Loan Modification Denied? Don't Worry, Be Happy!

In 2004, a Brentwood, CA couple purchased a new property from a builder for $690,000 and spent the next few years adding value to the home through the interior and exterior improvements. When they later refinanced, the appraisal came in at $1,350,000, almost double the purchase price.

Fast forward a few years. The adjustable interest rate on that refinance kicked in and life intervened in other ways, as the couple decided to separate. Neither could afford the new loan payments alone, so they did what everyone recommended and called their lender to work something out. This led to 18 months of negotiations with their servicer, Bank of America, for a loan modification. They followed up monthly and were assured by the servicer that the process was moving forward, even though foreclosure notices were filed and the foreclosure sale was set and then postponed on multiple occasions.

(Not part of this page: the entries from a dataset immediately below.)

//! Configuration management for hexa.
//!
//! Loads configuration from ${HEXA_HOME}/config.toml with sensible defaults.

use std::fs;
use std::path::Path;
use std::time::Duration;

use anyhow::{Context, Result};
use serde::{Deserialize, Serialize};

use crate::action::ReentryPolicy;
use crate::gate::LookupFailurePolicy;

/// Environment variable overriding `backend_url`.
pub const BACKEND_URL_ENV: &str = "HEXA_BACKEND_URL";
/// Environment variable overriding `anon_key`.
pub const ANON_KEY_ENV: &str = "HEXA_ANON_KEY";

/// Returns the default config template with comments.
///
/// This is embedded from default_config.toml at compile time.
/// To update, edit default_config.toml directly.
fn default_config_template() -> &'static str {
    include_str!("../default_config.toml")
}

/// Merges user config values into the default template.
///
/// New comments and sections from the template are kept while the user's
/// values win.
fn merge_with_template(user_config: &str) -> Result<String> {
    use toml_edit::DocumentMut;

    let mut doc: DocumentMut = default_config_template()
        .parse()
        .context("Failed to parse default config template")?;
    let user_doc: DocumentMut = user_config.parse().context("Failed to parse user config")?;

    merge_items(doc.as_table_mut(), user_doc.as_table());

    Ok(doc.to_string())
}

/// Recursively merges items from source table into target table.
fn merge_items(target: &mut toml_edit::Table, source: &toml_edit::Table) {
    use toml_edit::Item;

    for (key, value) in source.iter() {
        match value {
            Item::Value(v) => {
                target[key] = Item::Value(v.clone());
            }
            Item::Table(src_table) => {
                if let Some(Item::Table(target_table)) = target.get_mut(key) {
                    merge_items(target_table, src_table);
                } else {
                    target[key] = Item::Table(src_table.clone());
                }
            }
            Item::ArrayOfTables(src_arr) => {
                target[key] = Item::ArrayOfTables(src_arr.clone());
            }
            Item::None => {}
        }
    }
}

pub mod paths {
    //! Path resolution for hexa configuration and data directories.
    //!
    //! HEXA_HOME resolution order:
    //! 1. HEXA_HOME environment variable (if set)
    //! 2. ~/.config/hexa (default)
    //! 3. ./.hexa when no home directory can be determined

    use std::path::PathBuf;

    /// Returns the hexa home directory.
    pub fn hexa_home() -> PathBuf {
        if let Ok(home) = std::env::var("HEXA_HOME") {
            return PathBuf::from(home);
        }

        dirs::home_dir().map_or_else(
            || PathBuf::from(".hexa"),
            |h| h.join(".config").join("hexa"),
        )
    }

    /// Returns the path to the config.toml file.
    pub fn config_path() -> PathBuf {
        hexa_home().join("config.toml")
    }

    /// Returns the directory holding rolling log files.
    pub fn logs_dir() -> PathBuf {
        hexa_home().join("logs")
    }
}

/// Session handling on the client side.
#[derive(Debug, Clone, Serialize, Deserialize)]
#[serde(default)]
pub struct AuthConfig {
    /// Refresh the access token before it expires
    pub auto_refresh: bool,
    /// Refresh window in seconds
    pub refresh_margin_secs: u64,
    /// Persist the session between runs
    pub persist_session: bool,
}

impl Default for AuthConfig {
    fn default() -> Self {
        Self {
            auto_refresh: true,
            refresh_margin_secs: 60,
            persist_session: true,
        }
    }
}

#[derive(Debug, Clone, Serialize, Deserialize)]
#[serde(default)]
pub struct StorageConfig {
    pub avatar_bucket: String,
}

impl Default for StorageConfig {
    fn default() -> Self {
        Self {
            avatar_bucket: "avatars".to_string(),
        }
    }
}

#[derive(Debug, Clone, Serialize, Deserialize)]
#[serde(default)]
pub struct TablesConfig {
    pub profiles: String,
    pub push_tokens: String,
}

impl Default for TablesConfig {
    fn default() -> Self {
        Self {
            profiles: "profiles".to_string(),
            push_tokens: "push_tokens".to_string(),
        }
    }
}

#[derive(Debug, Clone, Default, Serialize, Deserialize)]
#[serde(default)]
pub struct PushConfig {
    /// Project id handed to the push service
    pub project_id: Option<String>,
}

impl PushConfig {
    /// Returns the project id if set and non-empty.
    pub fn effective_project_id(&self) -> Option<&str> {
        self.project_id
            .as_deref()
            .map(str::trim)
            .filter(|s| !s.is_empty())
    }
}

#[derive(Debug, Clone, Default, Serialize, Deserialize)]
#[serde(default)]
pub struct GateConfig {
    pub lookup_failure: LookupFailurePolicy,
}

#[derive(Debug, Clone, Default, Serialize, Deserialize)]
#[serde(default)]
pub struct ActionsConfig {
    pub reentry: ReentryPolicy,
}

/// Main configuration structure.
#[derive(Debug, Clone, Serialize, Deserialize)]
#[serde(default)]
pub struct Config {
    /// Base URL of the backend project
    pub backend_url: String,

    /// Public project key
    pub anon_key: String,

    /// Per-request timeout in seconds (0 disables)
    pub request_timeout_secs: u32,

    pub auth: AuthConfig,
    pub storage: StorageConfig,
    pub tables: TablesConfig,
    pub push: PushConfig,
    pub gate: GateConfig,
    pub actions: ActionsConfig,
}

impl Config {
    const DEFAULT_BACKEND_URL: &str = "http://127.0.0.1:54321";
    const DEFAULT_REQUEST_TIMEOUT_SECS: u32 = 30;

    /// Loads configuration from the default config path.
    pub fn load() -> Result<Self> {
        Self::load_from(&paths::config_path())
    }

    /// Loads configuration from a specific path.
    /// Returns defaults if file doesn't exist.
    pub fn load_from(path: &Path) -> Result<Self> {
        if path.exists() {
            let contents = fs::read_to_string(path)
                .with_context(|| format!("Failed to read config from {}", path.display()))?;
            toml::from_str(&contents)
                .with_context(|| format!("Failed to parse config from {}", path.display()))
        } else {
            Ok(Config::default())
        }
    }

    /// Backend URL, with `HEXA_BACKEND_URL` taking precedence.
    pub fn effective_backend_url(&self) -> String {
        resolve_override(std::env::var(BACKEND_URL_ENV).ok(), &self.backend_url)
    }

    /// Anon key, with `HEXA_ANON_KEY` taking precedence.
    pub fn effective_anon_key(&self) -> String {
        resolve_override(std::env::var(ANON_KEY_ENV).ok(), &self.anon_key)
    }

    pub fn request_timeout(&self) -> Option<Duration> {
        if self.request_timeout_secs == 0 {
            None
        } else {
            Some(Duration::from_secs(u64::from(self.request_timeout_secs)))
        }
    }

    /// Saves the backend connection to the default config file.
    pub fn save_backend(backend_url: &str, anon_key: Option<&str>) -> Result<()> {
        Self::save_backend_to(&paths::config_path(), backend_url, anon_key)
    }

    /// Saves the backend connection fields to a specific config file path.
    ///
    /// Creates the file with default template if it doesn't exist.
    /// If file exists, merges user values into the latest template.
    pub fn save_backend_to(path: &Path, backend_url: &str, anon_key: Option<&str>) -> Result<()> {
        use toml_edit::{DocumentMut, value};

        url::Url::parse(backend_url.trim())
            .with_context(|| format!("Invalid backend URL: {backend_url}"))?;

        let contents = if path.exists() {
            let user_config = fs::read_to_string(path)
                .with_context(|| format!("Failed to read config from {}", path.display()))?;
            merge_with_template(&user_config)?
        } else {
            default_config_template().to_string()
        };

        let mut doc: DocumentMut = contents
            .parse()
            .with_context(|| format!("Failed to parse config from {}", path.display()))?;

        doc["backend_url"] = value(backend_url.trim());
        if let Some(key) = anon_key {
            doc["anon_key"] = value(key.trim());
        }

        Self::write_config(path, &doc.to_string())
    }

    /// Creates a default config file at the given path.
    /// Returns an error if the file already exists.
    pub fn init(path: &Path) -> Result<()> {
        if path.exists() {
            anyhow::bail!("Config file already exists at {}", path.display());
        }

        Self::write_config(path, default_config_template())
    }

    /// Generates a fresh config TOML from Rust defaults.
    ///
    /// This is used by `xtask update-default-config` to keep
    /// `default_config.toml` in sync with Rust default values.
    pub fn generate() -> Result<String> {
        use toml_edit::DocumentMut;

        let generated_toml = toml::to_string(&Config::default())
            .context("Failed to serialize default config to TOML")?;

        let mut doc: DocumentMut = default_config_template()
            .parse()
            .context("Failed to parse default config template")?;
        let generated_doc: DocumentMut = generated_toml
            .parse()
            .context("Failed to parse generated config")?;

        merge_items(doc.as_table_mut(), generated_doc.as_table());

        Ok(doc.to_string())
    }

    /// Writes config content to a file, creating parent directories as needed.
    /// Uses atomic write (temp file + rename) to prevent corruption.
    fn write_config(path: &Path, content: &str) -> Result<()> {
        if let Some(parent) = path.parent() {
            fs::create_dir_all(parent)
                .with_context(|| format!("Failed to create directory {}", parent.display()))?;
        }

        let tmp_path = path.with_extension("toml.tmp");
        fs::write(&tmp_path, content)
            .with_context(|| format!("Failed to write config to {}", tmp_path.display()))?;
        fs::rename(&tmp_path, path).with_context(|| {
            format!(
                "Failed to rename {} to {}",
                tmp_path.display(),
                path.display()
            )
        })?;

        Ok(())
    }
}

impl Default for Config {
    fn default() -> Self {
        Self {
            backend_url: Self::DEFAULT_BACKEND_URL.to_string(),
            anon_key: String::new(),
            request_timeout_secs: Self::DEFAULT_REQUEST_TIMEOUT_SECS,
            auth: AuthConfig::default(),
            storage: StorageConfig::default(),
            tables: TablesConfig::default(),
            push: PushConfig::default(),
            gate: GateConfig::default(),
            actions: ActionsConfig::default(),
        }
    }
}

/// An environment value wins over the configured one unless it is blank.
fn resolve_override(env_value: Option<String>, configured: &str) -> String {
    env_value
        .map(|v| v.trim().to_string())
        .filter(|v| !v.is_empty())
        .unwrap_or_else(|| configured.trim().to_string())
}
mod cli;

use hexa_core::interrupt;

fn main() {
    if let Err(e) = cli::run() {
        if e.downcast_ref::<interrupt::InterruptedError>().is_some() {
            std::process::exit(130);
        }
        eprintln!("{e:#}"); // pretty anyhow chain
        std::process::exit(1);
    }
}
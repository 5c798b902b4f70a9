//! Session gate: decides which top-level screen group is mounted.
//!
//! The gate issues one session lookup on activation and keeps one
//! subscription to session-change events for the rest of its life. A single
//! driver task owns all writes; observers read [`GateSnapshot`]s from a
//! `watch` channel.
//!
//! ```text
//! Initializing ──lookup Some──▶ Authenticated ◀──event Some── ┐
//!      │                            │                          │
//!      ├──lookup None──▶ Unauthenticated ◀──event None─────────┘
//!      └──lookup Err──▶ Unauthenticated | LookupFailed (policy)
//! ```
//!
//! `Initializing` is left exactly once and never re-entered.

use std::fmt;
use std::future::Future;
use std::sync::Arc;
use std::sync::atomic::{AtomicBool, Ordering};

use serde::{Deserialize, Serialize};
use tokio::sync::broadcast::error::RecvError;
use tokio::sync::{broadcast, watch};
use tokio_util::sync::CancellationToken;

use crate::backend::{AuthEvent, BackendClient, BackendResult, Session};
use crate::navigation::ScreenGroup;

/// Where the gate gets sessions from.
pub trait SessionSource: Send + Sync + 'static {
    /// One-shot lookup of the current session.
    fn lookup_session(&self) -> impl Future<Output = BackendResult<Option<Session>>> + Send;

    /// Opens a subscription to session-change events.
    fn subscribe(&self) -> broadcast::Receiver<AuthEvent>;

    /// Lease allowing at most one live gate per source.
    fn gate_lease(&self) -> &GateLease;
}

impl SessionSource for BackendClient {
    fn lookup_session(&self) -> impl Future<Output = BackendResult<Option<Session>>> + Send {
        self.get_session()
    }

    fn subscribe(&self) -> broadcast::Receiver<AuthEvent> {
        BackendClient::subscribe(self)
    }

    fn gate_lease(&self) -> &GateLease {
        BackendClient::gate_lease(self)
    }
}

/// Exclusive right to run a gate against a source.
#[derive(Debug, Default)]
pub struct GateLease {
    active: Arc<AtomicBool>,
}

impl GateLease {
    fn try_acquire(&self) -> Option<LeaseGuard> {
        self.active
            .compare_exchange(false, true, Ordering::AcqRel, Ordering::Acquire)
            .ok()
            .map(|_| LeaseGuard {
                active: Arc::clone(&self.active),
            })
    }

    /// Returns true while a gate is active on this source.
    pub fn is_held(&self) -> bool {
        self.active.load(Ordering::Acquire)
    }
}

#[derive(Debug)]
struct LeaseGuard {
    active: Arc<AtomicBool>,
}

impl Drop for LeaseGuard {
    fn drop(&mut self) {
        self.active.store(false, Ordering::Release);
    }
}

/// How a failed initial lookup is reported.
#[derive(Debug, Clone, Copy, Default, PartialEq, Eq, Serialize, Deserialize)]
#[serde(rename_all = "snake_case")]
pub enum LookupFailurePolicy {
    /// Treat the failure as "no session"
    #[default]
    Collapse,
    /// Enter [`GateState::LookupFailed`]
    Surface,
}

#[derive(Debug, Clone, Copy, PartialEq, Eq, Serialize)]
#[serde(rename_all = "snake_case")]
pub enum GateState {
    Initializing,
    Unauthenticated,
    Authenticated,
    /// The initial lookup failed; navigates like `Unauthenticated`.
    LookupFailed,
}

/// Inputs to the gate state machine.
#[derive(Debug, Clone, Copy, PartialEq, Eq)]
pub enum GateInput {
    LookupResolved { present: bool },
    LookupFailed,
    SessionChanged { present: bool },
}

impl GateState {
    /// Transition table. `None` means the input is not accepted in this state.
    pub fn transition(self, input: GateInput, policy: LookupFailurePolicy) -> Option<GateState> {
        use GateInput::{LookupFailed, LookupResolved, SessionChanged};

        match (self, input) {
            (Self::Initializing, LookupResolved { present }) => Some(Self::from_presence(present)),
            (Self::Initializing, LookupFailed) => Some(match policy {
                LookupFailurePolicy::Collapse => Self::Unauthenticated,
                LookupFailurePolicy::Surface => Self::LookupFailed,
            }),
            // Events during the lookup are held back by the driver.
            (Self::Initializing, SessionChanged { .. }) => None,
            (_, LookupResolved { .. } | LookupFailed) => None,
            (_, SessionChanged { present }) => Some(Self::from_presence(present)),
        }
    }

    fn from_presence(present: bool) -> Self {
        if present {
            Self::Authenticated
        } else {
            Self::Unauthenticated
        }
    }

    pub fn screen_group(self) -> ScreenGroup {
        match self {
            Self::Initializing => ScreenGroup::Loading,
            Self::Unauthenticated | Self::LookupFailed => ScreenGroup::AuthFlow,
            Self::Authenticated => ScreenGroup::MainTabs,
        }
    }
}

impl fmt::Display for GateState {
    fn fmt(&self, f: &mut fmt::Formatter<'_>) -> fmt::Result {
        let label = match self {
            Self::Initializing => "initializing",
            Self::Unauthenticated => "unauthenticated",
            Self::Authenticated => "authenticated",
            Self::LookupFailed => "lookup failed",
        };
        f.write_str(label)
    }
}

/// Identity of the mounted screen stack.
///
/// Changes only when the screen group changes, so repeated events with the
/// same session presence never remount.
#[derive(Debug, Clone, Copy, Default, PartialEq, Eq, Hash, PartialOrd, Ord)]
pub struct StackId(u64);

impl StackId {
    pub(crate) fn next(self) -> Self {
        Self(self.0.wrapping_add(1))
    }
}

/// What observers see.
#[derive(Debug, Clone)]
pub struct GateSnapshot {
    pub state: GateState,
    pub session: Option<Session>,
    /// True until the initial lookup resolves; never set again.
    pub initializing: bool,
    pub stack: StackId,
    /// Lookup failure message under [`LookupFailurePolicy::Surface`].
    pub error: Option<String>,
}

impl GateSnapshot {
    fn initial() -> Self {
        Self {
            state: GateState::Initializing,
            session: None,
            initializing: true,
            stack: StackId::default(),
            error: None,
        }
    }

    pub fn screen_group(&self) -> ScreenGroup {
        self.state.screen_group()
    }

    pub fn is_authenticated(&self) -> bool {
        self.state == GateState::Authenticated
    }
}

#[derive(Debug, Clone, Copy, Default)]
pub struct GateOptions {
    pub lookup_failure: LookupFailurePolicy,
}

impl GateOptions {
    pub fn from_config(config: &crate::config::Config) -> Self {
        Self {
            lookup_failure: config.gate.lookup_failure,
        }
    }
}

#[derive(Debug, Clone, Copy, PartialEq, Eq)]
pub enum GateError {
    /// Another gate is live on the same source.
    AlreadyActive,
}

impl fmt::Display for GateError {
    fn fmt(&self, f: &mut fmt::Formatter<'_>) -> fmt::Result {
        match self {
            Self::AlreadyActive => f.write_str("A session gate is already active"),
        }
    }
}

impl std::error::Error for GateError {}

/// State shared between the handle and the driver task.
struct Shared {
    tx: watch::Sender<GateSnapshot>,
    torn_down: AtomicBool,
    policy: LookupFailurePolicy,
}

impl Shared {
    fn apply_lookup(&self, result: BackendResult<Option<Session>>) {
        let (input, session, error) = match result {
            Ok(session) => (
                GateInput::LookupResolved {
                    present: session.is_some(),
                },
                session,
                None,
            ),
            Err(err) => {
                tracing::warn!(error = %err, policy = ?self.policy, "initial session lookup failed");
                let error = match self.policy {
                    LookupFailurePolicy::Collapse => None,
                    LookupFailurePolicy::Surface => Some(err.to_string()),
                };
                (GateInput::LookupFailed, None, error)
            }
        };
        self.apply(input, session, error);
    }

    fn apply_session(&self, session: Option<Session>) {
        let input = GateInput::SessionChanged {
            present: session.is_some(),
        };
        self.apply(input, session, None);
    }

    /// Applies one input. Dropped silently once torn down.
    fn apply(&self, input: GateInput, session: Option<Session>, error: Option<String>) {
        self.tx.send_if_modified(|snapshot| {
            if self.torn_down.load(Ordering::Acquire) {
                return false;
            }
            let Some(next) = snapshot.state.transition(input, self.policy) else {
                tracing::debug!(state = %snapshot.state, ?input, "gate input ignored");
                return false;
            };

            let previous = snapshot.state;
            let regrouped = previous.screen_group() != next.screen_group();
            if regrouped {
                snapshot.stack = snapshot.stack.next();
            }
            if previous != next {
                tracing::info!(from = %previous, to = %next, "gate transition");
            }

            let notify = regrouped || previous != next || snapshot.initializing;
            snapshot.state = next;
            snapshot.session = session;
            snapshot.initializing = false;
            snapshot.error = error;
            notify
        });
    }

    fn tear_down(&self) {
        // Set under the channel lock so no in-progress apply can land after.
        self.tx.send_if_modified(|_| {
            self.torn_down.store(true, Ordering::Release);
            false
        });
    }
}

/// A live session gate.
///
/// Dropping the gate tears it down: the subscription is released, the
/// pending lookup is abandoned, and no further state changes are published.
pub struct SessionGate {
    shared: Arc<Shared>,
    cancel: CancellationToken,
    _lease: LeaseGuard,
}

impl SessionGate {
    /// Starts the gate: subscribes to session changes, then issues the one
    /// initial lookup. Must be called within a Tokio runtime.
    pub fn activate<S: SessionSource>(
        source: Arc<S>,
        options: GateOptions,
    ) -> Result<Self, GateError> {
        let lease = source
            .gate_lease()
            .try_acquire()
            .ok_or(GateError::AlreadyActive)?;

        // Subscribe before the lookup is issued so no change slips between.
        let events = source.subscribe();
        let (tx, _) = watch::channel(GateSnapshot::initial());
        let shared = Arc::new(Shared {
            tx,
            torn_down: AtomicBool::new(false),
            policy: options.lookup_failure,
        });
        let cancel = CancellationToken::new();

        tokio::spawn(drive(
            source,
            events,
            Arc::clone(&shared),
            cancel.clone(),
        ));
        tracing::debug!(policy = ?options.lookup_failure, "session gate activated");

        Ok(Self {
            shared,
            cancel,
            _lease: lease,
        })
    }

    pub fn snapshot(&self) -> GateSnapshot {
        self.shared.tx.borrow().clone()
    }

    /// Receiver notified on every published change.
    pub fn watch(&self) -> watch::Receiver<GateSnapshot> {
        self.shared.tx.subscribe()
    }

    /// Waits until the initial lookup has resolved.
    pub async fn wait_initialized(&self) -> GateSnapshot {
        let mut rx = self.watch();
        match rx.wait_for(|snapshot| !snapshot.initializing).await {
            Ok(snapshot) => snapshot.clone(),
            Err(_) => self.snapshot(),
        }
    }

    /// Tears the gate down. Equivalent to dropping it.
    pub fn teardown(self) {
        drop(self);
    }
}

impl Drop for SessionGate {
    fn drop(&mut self) {
        self.shared.tear_down();
        self.cancel.cancel();
        tracing::debug!("session gate torn down");
    }
}

async fn drive<S: SessionSource>(
    source: Arc<S>,
    mut events: broadcast::Receiver<AuthEvent>,
    shared: Arc<Shared>,
    cancel: CancellationToken,
) {
    let lookup = tokio::select! {
        biased;
        () = cancel.cancelled() => return,
        result = source.lookup_session() => result,
    };
    shared.apply_lookup(lookup);

    // Events that arrived during the lookup are still queued and apply now.
    loop {
        tokio::select! {
            biased;
            () = cancel.cancelled() => break,
            event = events.recv() => match event {
                Ok(event) => {
                    tracing::debug!(kind = ?event.kind, "session changed");
                    shared.apply_session(event.session);
                }
                Err(RecvError::Lagged(skipped)) => {
                    tracing::warn!(skipped, "gate lagged behind session events, resyncing");
                    let resync = tokio::select! {
                        biased;
                        () = cancel.cancelled() => break,
                        result = source.lookup_session() => result,
                    };
                    match resync {
                        Ok(session) => shared.apply_session(session),
                        Err(err) => tracing::warn!(error = %err, "gate resync failed"),
                    }
                }
                Err(RecvError::Closed) => break,
            },
        }
    }
}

A while back I wrote on Foreclosures and the Five Stages of Grief. If you map the grieving process to the foreclosure process, it seems to me that negotiating for a loan modification is the bargaining stage, the desperate attempt to restore better times.

Despite their efforts, the owners recently got a phone call from BofA advising them that their home would go to a trustee sale in ten days. The surprised owners asked why especially given the recent announcements that BofA would soon be offering principal balance reductions. BofA responded that the decision was final and that even if they qualified for the new program, BofA wasn’t willing to postpone the sale long enough to find out.

The couple’s home went to auction and was sold on the courthouse steps ten days later. That same afternoon, BofA called the owners at home in order to update its records on the owners pending loan modification, completely unaware the property had actually been sold on the courthouse steps earlier that day.

This story reminds me of the Peanuts™ cartoon where Lucy pulls the football from Charlie Brown as he tries to kick it. BofA led the couple to believe that a loan modification was on the way, then suddenly it pulled it out from under them. As a kid, I always felt bad for poor Charlie Brown when Lucy pulled the football. Not this time. BofA did these folks a big favor, even if they don’t yet realize it yet.

Despite the fact that loan modifications should make sense for all involved, the truth is that most loan modifications available today are even worse than the mortgages they’re replacing. Despite the recent headlines about new loan modification programs featuring principal balance reductions, a simple look under the covers reveals these new programs still fail to adequately address the core problem – negative equity. Instead, they simply put a band-aid on the fatal wounds, while telling onlookers everything will be ok.

Five years from now, as those “lucky” enough to get one of these toxic loan modifications to face the payment increases they agreed to, our Brentwood couple will have long since completed the grieving process, with worries of negative equity just a distant memory.